Anonim

Tomáš Petana de la Chambre agraire tchèque (AK) a déclaré à Cee-Foodindustry.com qu'il pensait que les nouvelles réformes, conçues pour réduire la production de sucre dans l'ensemble du bloc, étaient principalement axées sur les transformateurs de pays d'Europe centrale et orientale tels que la Slovaquie et les États - Unis. République Tchèque.

Il a souligné que les grands producteurs de sucre étaient davantage préoccupés par la protection de l'industrie en Europe occidentale, puis par la garantie de la compétitivité du marché dans l'ensemble de l'UE.

Il a souligné la domination de producteurs comme Tate et Lyle, et de Suedzucker pour la divergence qui, selon lui, nuit à l'industrie du sucre de la région.

"Parce que les principaux propriétaires viennent d'Allemagne, de France et de Grande-Bretagne, les réformes ne profiteront pas aux nouveaux États membres d'Europe centrale et orientale", a déclaré Petana.

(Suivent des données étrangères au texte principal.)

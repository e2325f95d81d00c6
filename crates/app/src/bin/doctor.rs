//! Checks a deployment: store reachability, tables and service mappings.

use anyhow::Context;
use clap::{Parser, Subcommand};

use menuiserie_app::AppContext;
use menuiserie_infra::{Config, DataStore, PostgrestStore, Query, Table};

#[derive(Parser, Debug)]
#[command(name = "menuiserie-doctor")]
#[command(about = "Diagnostics for the menuiserie data store")]
struct Args {
    #[command(subcommand)]
    check: Check,
}

#[derive(Subcommand, Debug)]
enum Check {
    /// Reach the store, read a few clients and probe every table.
    Connection,
    /// Run the catalog and project services against live data.
    Services,
}

#[tokio::main]
async fn main() -> anyhow::Result<()> {
    let args = Args::parse();
    let config = Config::from_env().context("loading configuration")?;
    menuiserie_observability::init(config.log_format);

    match args.check {
        Check::Connection => connection(&config).await,
        Check::Services => services(&config).await,
    }
}

async fn connection(config: &Config) -> anyhow::Result<()> {
    let store = PostgrestStore::new(config)?;

    println!("1. Connection");
    let clients = store
        .select(&Query::from(Table::Clients).limit(5))
        .await
        .context("reading clients")?;
    println!("✅ {} clients read", clients.len());
    if let Some(first) = clients.first() {
        println!(
            "   first: {} {} <{}>",
            first.get("last_name").and_then(|v| v.as_str()).unwrap_or("?"),
            first.get("first_name").and_then(|v| v.as_str()).unwrap_or(""),
            first.get("email").and_then(|v| v.as_str()).unwrap_or("?"),
        );
    }

    println!("2. Tables");
    let mut failures = 0;
    for table in Table::ALL {
        match store.select(&Query::from(table).limit(1)).await {
            Ok(_) => println!("✅ {table}"),
            Err(err) => {
                failures += 1;
                println!("❌ {table}: {err}");
            }
        }
    }

    if failures > 0 {
        anyhow::bail!("{failures} table(s) unreachable");
    }
    Ok(())
}

async fn services(config: &Config) -> anyhow::Result<()> {
    let ctx = AppContext::connect(config)?;

    println!("1. Categories");
    let categories = ctx.products.list_categories().await?;
    println!("✅ {} categories", categories.len());
    if let Some(first) = categories.first() {
        println!("   first: {} ({})", first.name, first.description);
    }

    println!("2. Products");
    let products = ctx.products.list().await?;
    println!("✅ {} products", products.len());
    for product in products.iter().take(3) {
        let ranges = product.dimension_ranges();
        println!(
            "   {} [{}] width {}..{} height {}..{}",
            product.name,
            product.product_type,
            ranges.width.min,
            ranges.width.max,
            ranges.height.min,
            ranges.height.max,
        );
    }

    println!("3. Projects with clients");
    let projects = ctx.projects.list().await?;
    println!("✅ {} projects", projects.len());
    for project in projects.iter().take(2) {
        println!(
            "   {} for {} ({} configured product(s), status {:?})",
            project.name,
            project.client.display_name(),
            project.products.len(),
            project.status,
        );
        for configured in project.products.iter().take(2) {
            println!(
                "     {} x{} {}x{} mm",
                configured.product.name,
                configured.quantity,
                configured.dimensions.width,
                configured.dimensions.height,
            );
        }
    }

    Ok(())
}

Les accusations font suite à la publication d'un rapport de l'AK, qui suggère que Tate et Lyle et Suedzucker - qui possèdent conjointement le transformateur Eastern Sugar - étaient malhonnêtes en ce qui concerne les raisons de leur retrait progressif de la production dans leurs opérations d'Europe centrale.

Plus tôt cette année, il avait été annoncé que les sociétés renonceraient aux quotas attribués à Eastern Sugar en les revendant à l'UE.

Cela aurait pour effet de mettre fin à l'ensemble des activités de la société en République tchèque, en Hongrie et en Slovaquie.

La société a imputé sa décision à la rentabilité décroissante de ses activités dans la région, laquelle continuera de diminuer à mesure que les réformes prendront forme.

Avec le rapport de l'AK affirmant que les raffineries tchèques de l'Eastern Sugar ont généré plus de 2 millions d'euros de bénéfices au premier trimestre de cette année, Petana remet en question l'idée que la disparition de la société a été dictée par les considérations économiques.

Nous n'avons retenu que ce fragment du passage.